In combination with POS specifiers, asterisk wildcards are particularly useful to match only tokens that belong to a particular word-class. For example, *.[n*] matches any token with a POS tag that starts with n. In the BNC, this matches the singular noun walk (tagged as NN1) as well as the plural noun walks (tagged as NN2).

Escaping characters

If you want to query any character that has a special meaning in query items (for example the wildcard characters, the square brackets, the quotation mark, or the slashes), you must precede it by the ‘escape’ character \\ (the backslash). For example, if you want to match all occurrences of the asterisk character in a corpus, you have to use the query string \\*, because the unescaped asterisk * is interpreted as a wildcard that matches any word.

Quantified query items

The Coquery syntax allows query strings that match sequences of tokens in the corpus that differ in the number of tokens. This is done by appending to a query item, the range of occurrences that the query should match. The range is enclosed in curly brackets (similar to quantification in regular expressions).

For example, the query string the [n*]{1,3} [v*] any sequence of one, two, or three nouns in the corpus that is preceded by the word the and followed by a verb. In the current absence of a way that allows users to query phrasal constituents in a corpus, this syntax can be used to construct queries that approximate phrasal constructions. Many English noun phrases can be queried by using the query string [DT]{0,1} [jj*|,]{0,6} [n*]{1,3} ~[n*]: this matches any sequence of words that starts either with one or no determiner, followed by a group of up to six tokens that can either be adjectives or commas, followed by a group of one, two, or three nouns, followed by a word that is not a noun.

OR operator

The pipe symbol | acts as an OR operator. The OR operator is available for all query types. The results table will contain the union of the matching tokens. For example, walk|walked|walks matches either walk, walked, walks, but not walking. [walk|talk] in CELEX matches the tokens walk, walking, walks, and walked, as well as the tokens talk, talks, talking, and talked.

Query item lemmatization

Any query item can be prefixed by the hash mark #. This prefix indicates that the matches of this query item will be lemmatized: instead of returning only the exact matching tokens, all other forms that share the corresponding lemma will be returned as well. For example, the query string #wrote will match all tokens of the lemma WRITE, i.e. write, writes, writing, wrote, and written.

Additional examples

/?/ matches all tokens with a transcription that consists of only a single character.
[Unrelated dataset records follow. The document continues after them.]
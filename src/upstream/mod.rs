//! Bounded upstream HTTP client subsystem.
//!
//! # Data Flow
//! ```text
//! resolver (path, forwarded headers)
//!     → path.rs (safety + prefix allowlist)
//!     → client.rs (single GET, one timeout, streamed size cap)
//!     → parsed JSON or raw text back to the resolver
//! ```
//!
//! # Design Decisions
//! - One outbound call per resolver invocation; no retries anywhere
//! - Timeout and size cap share one cancellation path: dropping the
//!   in-flight body aborts the connection
//! - Redirects are never followed; 3xx is an error

pub mod client;
pub mod path;

pub use client::{UpstreamBody, UpstreamClient};
//! GraphQL Read Gateway Library

pub mod auth;
pub mod config;
pub mod error;
pub mod graphql;
pub mod guard;
pub mod http;
pub mod lifecycle;
pub mod observability;
pub mod sanitize;
pub mod security;
pub mod upstream;

pub use config::GatewayConfig;
pub use http::HttpServer;
pub use lifecycle::Shutdown;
COCA/BYU syntax compatibility

The syntax of the query strings used by Coquery is modelled after the syntax used in the Bigham Young University web corpus interfaces such as COCA or BYU-BNC. A description of the BYU syntax can be found here: http://corpus.byu.edu/coca/help/syntax_e.asp

Most query strings that are valid in the BYU web interfaces are also valid query strings in Coquery. However, where BYU-COCA uses - to negate query items, Coquery uses the hash mark #. Also, Coquery currently does not support synonym matching: [=beat].[v*] matches verbs like hit, strike, or defeat in BYU-COCA. In contrast, Coquery matches this query string to all tokens that are tagged as verbs, and which are written as =beat. Most likely, no token will be matched.

Coquery extends the BYU syntax by allowing for quantified query items. Also, Transcription queries are not supported by the BYU syntax.